Former top referee Mark Clattenburg has added to concerns about VAR in Scottish football ahead of its proposed introduction into the Premiership next week.
The technology has been embraced in most top flight European leagues in the last few years, as well as being utilised to varying degrees in UEFA’s three major club competitions and international tournaments.
However, there have been complaints about the SFA’s decision to introduce VAR mid-way through this league season, amongst other concerns about refereeing consistency with the technology in place, and Clattenburg added his name to the latter list.

He told BBC’s Sacked in the Morning Podcast (From 25:00): “It still has this human element of mistake. We believe that VAR is a technology – it’s not – it’s a human being looking at an incident again from different angles.
“We still have this debate about what’s a penalty and what isn’t, what’s a clear and obvious error from the referee. All these elements create inconsistency and, while we’ve got inconsistency, VAR will never be accepted. I think more and more we accept that it should be just used for the big decisions, big mistakes.
“We’re now talking about a small shirt pull that hasn’t been detected in the penalty area, VAR should interfere, and you’ll have this in Scotland. What is given one week, sometimes isn’t given the next and I think it creates a big discussion and a big inconsistency.”
Clattenburg overall believed that VAR has been beneficial for the game, and that it has changed player behaviour substantially.
He said: “I believe that it’s helped the game, It’s like a police car on the top of a bridge on a motorway. You slow down.

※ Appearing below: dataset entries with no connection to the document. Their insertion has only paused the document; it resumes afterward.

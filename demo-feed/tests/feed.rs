//! End-to-end: the demo feed's messages drive the dashboard state.

use std::time::Duration;

use dashboard_shared::{
    parse_inbound, CameraCommand, Dashboard, DashboardConfig, Effect, Inbound, MetricName,
    StatusLevel, StatusTag,
};
use demo_feed::{serve, FeedArgs};
use futures::StreamExt;
use tokio::net::TcpListener;
use tokio_tungstenite::connect_async;
use tokio_tungstenite::tungstenite::Message;

const RECV_TIMEOUT: Duration = Duration::from_secs(5);

async fn start_feed(args: FeedArgs) -> String {
    let listener = TcpListener::bind("127.0.0.1:0").await.unwrap();
    let addr = listener.local_addr().unwrap();
    tokio::spawn(serve(listener, args));
    format!("ws://{addr}")
}

fn fast_args() -> FeedArgs {
    FeedArgs {
        interval_ms: 20,
        frame_interval_ms: 20,
        frame_width: 64,
        frame_height: 48,
        seed: Some(11),
        ..FeedArgs::default()
    }
}

async fn next_text<S>(stream: &mut S) -> String
where
    S: futures::Stream<Item = Result<Message, tokio_tungstenite::tungstenite::Error>> + Unpin,
{
    loop {
        let message = tokio::time::timeout(RECV_TIMEOUT, stream.next())
            .await
            .expect("timed out waiting for message")
            .expect("stream ended")
            .expect("websocket error");
        if let Message::Text(text) = message {
            return text.to_string();
        }
    }
}

#[tokio::test]
async fn test_metrics_feed_fills_dashboard() {
    let base = start_feed(fast_args()).await;
    let (mut socket, _) = connect_async(format!("{base}/ws/metrics")).await.unwrap();

    let mut dashboard = Dashboard::new(DashboardConfig::default());
    dashboard.metrics_connecting();
    dashboard.metrics_opened();

    let text = next_text(&mut socket).await;
    match parse_inbound(&text).unwrap() {
        Inbound::Metrics(message) => {
            assert_eq!(message.status, Some(StatusTag::Demo));
            assert!(message.field(MetricName::Rpm).is_some());
        }
        Inbound::Frame(_) => panic!("frame on metrics channel"),
    }

    assert!(dashboard.metrics_message(&text).is_none());
    assert_eq!(dashboard.status().text, "Status: Running in Demo Mode");
    for name in [MetricName::Rpm, MetricName::Speed, MetricName::IdlingTime] {
        assert!(!dashboard.slots().get(name).is_placeholder(), "{name} empty");
    }
    assert_eq!(dashboard.slots().get(MetricName::IgnitionState).text(), Some("Running"));
}

#[tokio::test]
async fn test_dropout_resets_dashboard() {
    let args = FeedArgs {
        mode: demo_feed::simulator::FeedMode::Connected,
        dropout_every: 2,
        ..fast_args()
    };
    let base = start_feed(args).await;
    let (mut socket, _) = connect_async(format!("{base}/ws/metrics")).await.unwrap();

    let mut dashboard = Dashboard::new(DashboardConfig::default());
    dashboard.metrics_connecting();
    dashboard.metrics_opened();

    for _ in 0..10 {
        let text = next_text(&mut socket).await;
        dashboard.metrics_message(&text);
        if dashboard.status().level == StatusLevel::Error {
            assert_eq!(
                dashboard.status().text,
                "Status: OBD-II Connection Lost: adapter lost"
            );
            assert!(dashboard.slots().all_placeholder());
            return;
        }
    }
    panic!("no dropout seen");
}

#[tokio::test]
async fn test_camera_feed_streams_jpeg_frames() {
    let base = start_feed(fast_args()).await;

    let mut dashboard = Dashboard::new(DashboardConfig::default());
    let CameraCommand::Open(session) = dashboard.camera_toggle() else {
        panic!("toggle from off should open");
    };
    let (mut socket, _) = connect_async(format!("{base}/ws/camera")).await.unwrap();
    dashboard.camera_opened(session);

    for expected in 1..=3u64 {
        let text = next_text(&mut socket).await;
        match dashboard.camera_message(session, &text) {
            Some(Effect::ShowFrame(frame)) => assert!(frame.looks_like_jpeg()),
            other => panic!("expected a frame, got {other:?}"),
        }
        assert_eq!(dashboard.camera().frames_received(), expected);
    }
    assert!(dashboard.camera().is_streaming());
    assert!(dashboard.camera().image_visible());
}
pub mod console_log;
pub mod dashboard_app;
pub mod scan_canvas;
pub mod ws_channel;

pub use dashboard_app::DashboardApp;
pub use scan_canvas::ScanCanvas;
//! Synthetic camera frames.
//!
//! A horizontal gray gradient with a bright bar sweeping across it, encoded
//! as JPEG and wrapped in the `video_frame` envelope the dashboard expects.

use base64::engine::general_purpose::STANDARD;
use base64::Engine;
use serde::Serialize;

/// Width of the moving bar in pixels.
const BAR_WIDTH: u32 = 12;

/// Camera envelope on the wire.
#[derive(Debug, Clone, Serialize)]
pub struct VideoFrameMessage {
    #[serde(rename = "type")]
    pub kind: &'static str,
    /// Base64 JPEG bytes, no data-URL prefix
    pub payload: String,
}

impl VideoFrameMessage {
    pub fn new(jpeg: &[u8]) -> Self {
        Self {
            kind: "video_frame",
            payload: STANDARD.encode(jpeg),
        }
    }
}

/// Encode a grayscale frame as JPEG.
pub fn encode_gray_jpeg(data: &[u8], width: u32, height: u32, quality: u8) -> Option<Vec<u8>> {
    use image::{GrayImage, ImageBuffer};

    let img: GrayImage = ImageBuffer::from_raw(width, height, data.to_vec())?;

    let mut jpeg_bytes = Vec::new();
    let mut encoder = image::codecs::jpeg::JpegEncoder::new_with_quality(&mut jpeg_bytes, quality);

    encoder.encode_image(&img).ok()?;

    Some(jpeg_bytes)
}

/// Produces successive test-pattern frames.
#[derive(Debug, Clone)]
pub struct PatternGenerator {
    width: u32,
    height: u32,
    quality: u8,
    frame_index: u64,
}

impl PatternGenerator {
    pub fn new(width: u32, height: u32, quality: u8) -> Self {
        Self {
            width: width.max(1),
            height: height.max(1),
            quality: quality.clamp(1, 100),
            frame_index: 0,
        }
    }

    pub fn frames_generated(&self) -> u64 {
        self.frame_index
    }

    /// Raw pixels for the given frame index, row-major.
    pub fn pixels(&self, index: u64) -> Vec<u8> {
        let bar_x = (index * 4 % u64::from(self.width)) as u32;
        let mut data = Vec::with_capacity((self.width * self.height) as usize);
        for _y in 0..self.height {
            for x in 0..self.width {
                let in_bar = x >= bar_x && x < bar_x + BAR_WIDTH;
                let value = if in_bar {
                    255
                } else {
                    (x * 200 / self.width) as u8
                };
                data.push(value);
            }
        }
        data
    }

    /// Render and encode the next frame.
    pub fn next_jpeg(&mut self) -> Option<Vec<u8>> {
        let data = self.pixels(self.frame_index);
        self.frame_index += 1;
        encode_gray_jpeg(&data, self.width, self.height, self.quality)
    }

    /// Next frame in its wire envelope.
    pub fn next_message(&mut self) -> Option<VideoFrameMessage> {
        self.next_jpeg().map(|jpeg| VideoFrameMessage::new(&jpeg))
    }
}
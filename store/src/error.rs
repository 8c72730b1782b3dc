use thiserror::Error;

/// Errors that can occur during store operations
#[derive(Debug, Clone, Error)]
pub enum StoreError {
    /// The referenced collection does not exist
    #[error("collection not found: {0}")]
    CollectionNotFound(String),

    /// The backend is temporarily unable to serve the request.
    /// Distinct from an empty result: "no matches" is `Ok(vec![])`.
    #[error("backend unavailable: {0}")]
    Unavailable(String),

    /// Failed to generate an embedding
    #[error("embedding error: {0}")]
    Embedding(String),

    /// Any other backend failure
    #[error("backend error: {0}")]
    Backend(String),
}
//! # Quarry Store
//!
//! Passage storage contracts for the quarry retrieval pipeline.
//!
//! This crate defines the value types (`Chunk`, `ChunkMetadata`) and the
//! narrow backend interfaces the pipeline retrieves through:
//!
//! - [`VectorBackend`] — similarity search over stored chunk embeddings
//! - [`KeywordBackend`] — lexical search over chunk text
//! - [`GraphBackend`] — entity-relationship traversal
//! - [`EmbeddingClient`] — query embedding generation
//!
//! It also ships [`MemoryStore`], an in-memory implementation of all
//! three backends, used as a test double and as the demo backend.
//!
//! ## Example
//!
//! ```no_run
//! use quarry_store::{Chunk, MemoryStore, VectorBackend};
//!
//! #[tokio::main]
//! async fn main() -> Result<(), quarry_store::StoreError> {
//!     let mut store = MemoryStore::new();
//!     store.create_collection("docs");
//!     store.add_chunk(
//!         "docs",
//!         Chunk::new("c1", "the payment service retries on timeout"),
//!         vec![0.1, 0.7, 0.2],
//!     )?;
//!
//!     let hits = store.search("docs", &[0.1, 0.7, 0.2], 5).await?;
//!     println!("found {} chunks", hits.len());
//!     Ok(())
//! }
//! ```

mod backend;
mod chunk;
mod error;
mod memory;

pub use backend::{
    EmbeddingClient, GraphBackend, GraphHit, KeywordBackend, ScoredChunk, SimilarityMetric,
    VectorBackend,
};
pub use chunk::{Chunk, ChunkMetadata};
pub use error::StoreError;
pub use memory::{HashingEmbedder, MemoryStore};
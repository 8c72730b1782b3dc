use crate::chunk::Chunk;
use crate::error::StoreError;
use async_trait::async_trait;
use serde::{Deserialize, Serialize};

/// Similarity measure used by a vector backend
#[derive(Debug, Clone, Copy, PartialEq, Eq, Serialize, Deserialize)]
pub enum SimilarityMetric {
    /// Cosine similarity, higher is more similar
    Cosine,
    /// Inner product, higher is more similar
    InnerProduct,
    /// Euclidean distance, lower is more similar
    Euclidean,
}

impl SimilarityMetric {
    /// Whether the metric is a distance (lower is better) rather than
    /// a similarity (higher is better)
    pub fn is_distance(self) -> bool {
        matches!(self, SimilarityMetric::Euclidean)
    }
}

/// A chunk with a backend-local score. The score's scale and direction
/// depend on the backend; callers normalize before comparing across
/// backends.
#[derive(Debug, Clone, Serialize, Deserialize)]
pub struct ScoredChunk {
    pub chunk: Chunk,
    pub score: f32,
}

/// A chunk reached through relationship traversal
#[derive(Debug, Clone, Serialize, Deserialize)]
pub struct GraphHit {
    pub chunk: Chunk,
    /// Number of relationship edges connecting this chunk to the
    /// requested entities
    pub relation_count: usize,
}

/// Generates query embeddings
#[async_trait]
pub trait EmbeddingClient: Send + Sync {
    /// Embed a single text
    async fn embed(&self, text: &str) -> Result<Vec<f32>, StoreError>;

    /// Dimension of the embeddings this client produces
    fn dimension(&self) -> usize;
}

/// Vector similarity search over stored chunk embeddings
#[async_trait]
pub trait VectorBackend: Send + Sync {
    /// Return up to `limit` chunks most similar to `embedding`,
    /// best first according to [`VectorBackend::metric`]
    async fn search(
        &self,
        collection: &str,
        embedding: &[f32],
        limit: usize,
    ) -> Result<Vec<ScoredChunk>, StoreError>;

    /// The similarity measure scores are expressed in
    fn metric(&self) -> SimilarityMetric;
}

/// Lexical search over stored chunk text
#[async_trait]
pub trait KeywordBackend: Send + Sync {
    /// Return up to `limit` chunks matching `query`, best first,
    /// higher score is better
    async fn search(
        &self,
        collection: &str,
        query: &str,
        limit: usize,
    ) -> Result<Vec<ScoredChunk>, StoreError>;
}

/// Relationship traversal from entities to the chunks that mention them
#[async_trait]
pub trait GraphBackend: Send + Sync {
    /// Return up to `limit` chunks connected to any of `entities`,
    /// most connected first
    async fn traverse(
        &self,
        collection: &str,
        entities: &[String],
        limit: usize,
    ) -> Result<Vec<GraphHit>, StoreError>;
}
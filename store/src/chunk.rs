use serde::{Deserialize, Serialize};
use std::collections::BTreeMap;

/// Metadata associated with a stored passage
#[derive(Debug, Clone, Serialize, Deserialize, Default, PartialEq)]
pub struct ChunkMetadata {
    /// Title of the document the passage came from
    pub title: Option<String>,

    /// Page number within the source document (1-indexed)
    pub page: Option<u32>,

    /// Path or name of the source file
    pub source_file: Option<String>,

    /// Custom metadata fields
    #[serde(flatten)]
    pub custom: BTreeMap<String, serde_json::Value>,
}

/// A passage of indexed text with a stable identity
#[derive(Debug, Clone, Serialize, Deserialize, PartialEq)]
pub struct Chunk {
    /// Stable identifier, unique within a collection
    pub id: String,

    /// The passage text
    pub content: String,

    /// Additional metadata
    #[serde(default)]
    pub metadata: ChunkMetadata,
}

impl Chunk {
    /// Create a new chunk
    pub fn new(id: impl Into<String>, content: impl Into<String>) -> Self {
        Self {
            id: id.into(),
            content: content.into(),
            metadata: ChunkMetadata::default(),
        }
    }

    /// Create a new chunk with metadata
    pub fn with_metadata(
        id: impl Into<String>,
        content: impl Into<String>,
        metadata: ChunkMetadata,
    ) -> Self {
        Self {
            id: id.into(),
            content: content.into(),
            metadata,
        }
    }
}
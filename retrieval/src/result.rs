use quarry_store::ChunkMetadata;
use serde::{Deserialize, Serialize};
use std::collections::{BTreeMap, BTreeSet};
use std::fmt;

/// Identifies which retrieval mechanism produced a candidate
#[derive(
    Debug, Clone, Copy, PartialEq, Eq, PartialOrd, Ord, Hash, Serialize, Deserialize,
)]
#[serde(rename_all = "lowercase")]
pub enum SourceTag {
    /// Dense vector similarity
    Vector,
    /// Lexical/keyword matching
    Keyword,
    /// Graph relationship traversal
    Graph,
}

impl fmt::Display for SourceTag {
    fn fmt(&self, f: &mut fmt::Formatter<'_>) -> fmt::Result {
        match self {
            SourceTag::Vector => write!(f, "vector"),
            SourceTag::Keyword => write!(f, "keyword"),
            SourceTag::Graph => write!(f, "graph"),
        }
    }
}

/// A candidate passage as returned by a single source.
///
/// `raw_score` is source-local: scales are not comparable across
/// sources, only the rank order within one source's list is.
#[derive(Debug, Clone, Serialize, Deserialize)]
pub struct SourceCandidate {
    pub chunk_id: String,
    pub source: SourceTag,
    pub raw_score: f32,
    pub content: String,
    pub metadata: ChunkMetadata,
}

/// A deduplicated candidate with its fused score and per-source
/// provenance
#[derive(Debug, Clone, Serialize, Deserialize)]
pub struct FusedResult {
    pub chunk_id: String,
    pub fused_score: f32,
    pub contributing_sources: BTreeSet<SourceTag>,
    /// 1-based rank this chunk held within each contributing source
    pub per_source_rank: BTreeMap<SourceTag, usize>,
    pub content: String,
    pub metadata: ChunkMetadata,
}

/// A final pipeline result
#[derive(Debug, Clone, Serialize, Deserialize)]
pub struct RankedResult {
    pub chunk_id: String,
    pub fused_score: f32,
    pub contributing_sources: BTreeSet<SourceTag>,
    pub per_source_rank: BTreeMap<SourceTag, usize>,
    pub content: String,
    pub metadata: ChunkMetadata,

    /// 1-based, dense, no ties
    pub final_rank: usize,

    /// Present only when the reranker produced the ordering; purely
    /// observational
    pub rerank_score: Option<f32>,
}

impl RankedResult {
    /// Build a ranked result from a fused one
    pub fn from_fused(fused: FusedResult, final_rank: usize, rerank_score: Option<f32>) -> Self {
        Self {
            chunk_id: fused.chunk_id,
            fused_score: fused.fused_score,
            contributing_sources: fused.contributing_sources,
            per_source_rank: fused.per_source_rank,
            content: fused.content,
            metadata: fused.metadata,
            final_rank,
            rerank_score,
        }
    }
}

/// Non-fatal degradations encountered while answering a query. These
/// are part of the response, never silently dropped.
#[derive(Debug, Clone, PartialEq, Eq, Serialize, Deserialize)]
#[serde(tag = "kind", rename_all = "snake_case")]
pub enum SearchWarning {
    /// One source failed; its candidates are missing from the results
    SourceFailed { source: SourceTag, reason: String },

    /// The reranker failed or produced invalid output; results carry
    /// the fused order instead
    RerankDegraded { reason: String },
}

impl fmt::Display for SearchWarning {
    fn fmt(&self, f: &mut fmt::Formatter<'_>) -> fmt::Result {
        match self {
            SearchWarning::SourceFailed { source, reason } => {
                write!(f, "{source} source failed: {reason}")
            }
            SearchWarning::RerankDegraded { reason } => {
                write!(f, "reranking degraded: {reason}")
            }
        }
    }
}

/// Search performance statistics
#[derive(Debug, Clone, Default, Serialize, Deserialize)]
pub struct SearchStats {
    /// Total time in milliseconds
    pub total_time_ms: u64,

    /// Query expansion time in milliseconds
    pub expand_time_ms: u64,

    /// Fan-out time (slowest surviving source) in milliseconds
    pub retrieval_time_ms: u64,

    /// Fusion time in milliseconds
    pub fusion_time_ms: u64,

    /// Reranking time in milliseconds
    pub rerank_time_ms: u64,

    /// Candidates returned per source
    pub source_counts: BTreeMap<SourceTag, usize>,
}

/// The pipeline's answer to one query
#[derive(Debug, Clone, Serialize, Deserialize)]
pub struct SearchResponse {
    /// The question as sent to the sources (post expansion, if any)
    pub query: String,

    /// Ranked results, best first
    pub results: Vec<RankedResult>,

    /// Non-fatal degradations, empty on a clean run
    pub warnings: Vec<SearchWarning>,

    /// Timings and counts
    pub stats: SearchStats,
}

impl SearchResponse {
    pub fn is_empty(&self) -> bool {
        self.results.is_empty()
    }

    pub fn len(&self) -> usize {
        self.results.len()
    }

    /// Get the top N results
    pub fn top(&self, n: usize) -> &[RankedResult] {
        &self.results[..n.min(self.results.len())]
    }
}

#[cfg(test)]
mod tests {
    use super::*;
    use pretty_assertions::assert_eq;

    fn fused(chunk_id: &str) -> FusedResult {
        FusedResult {
            chunk_id: chunk_id.to_string(),
            fused_score: 0.05,
            contributing_sources: BTreeSet::from([SourceTag::Vector]),
            per_source_rank: BTreeMap::from([(SourceTag::Vector, 1)]),
            content: "text".to_string(),
            metadata: ChunkMetadata::default(),
        }
    }

    #[test]
    fn test_ranked_from_fused() {
        let ranked = RankedResult::from_fused(fused("c1"), 3, Some(1.0));
        assert_eq!(ranked.chunk_id, "c1");
        assert_eq!(ranked.final_rank, 3);
        assert_eq!(ranked.rerank_score, Some(1.0));
    }

    #[test]
    fn test_source_tag_serializes_lowercase() {
        assert_eq!(
            serde_json::to_string(&SourceTag::Vector).unwrap(),
            "\"vector\""
        );
    }

    #[test]
    fn test_per_source_rank_serializes_as_map() {
        let ranked = RankedResult::from_fused(fused("c1"), 1, None);
        let json = serde_json::to_value(&ranked).unwrap();
        assert_eq!(json["per_source_rank"]["vector"], 1);
    }

    #[test]
    fn test_warning_display() {
        let warning = SearchWarning::SourceFailed {
            source: SourceTag::Graph,
            reason: "timed out".to_string(),
        };
        assert_eq!(warning.to_string(), "graph source failed: timed out");
    }

    #[test]
    fn test_response_top_clamps() {
        let response = SearchResponse {
            query: "q".to_string(),
            results: vec![
                RankedResult::from_fused(fused("a"), 1, None),
                RankedResult::from_fused(fused("b"), 2, None),
            ],
            warnings: vec![],
            stats: SearchStats::default(),
        };
        assert_eq!(response.top(1).len(), 1);
        assert_eq!(response.top(9).len(), 2);
    }
}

“I think players now at corner kicks and free-kicks are less likely to pull because they don’t want to get penalised, so I think we are seeing more goals from attacking free-kicks and corners than we’ve ever seen, because, for me, many, many years ago, there was too much holding in the penalty area.
“The referees didn’t have the bottle to give a penalty. It was easier to give the defence a free-kick, rightly or wrongly but now I think that VAR has improved that side of it.”

Clattenburg’s warning is the second in the space of a few days about the fallibility of the new technology after SFA Chief Executive Ian Maxwell warned that the technology’s introductory months are set to be “horrendous”.
Celtic’s game at Tynecastle against Hearts on the 22nd of October will be the first televised Scottish Premiership match with VAR, less than a day after its full introduction at Easter Road the night prior, when Hibs host St Johnstone.
Anyone believing that VAR’s introduction will put any sort of end to constant refereeing discourse is pretty optimistic to say the least, with drama over decisions all-but-guaranteed in Scottish football at all times – don’t hold your breath for it changing with or without VAR.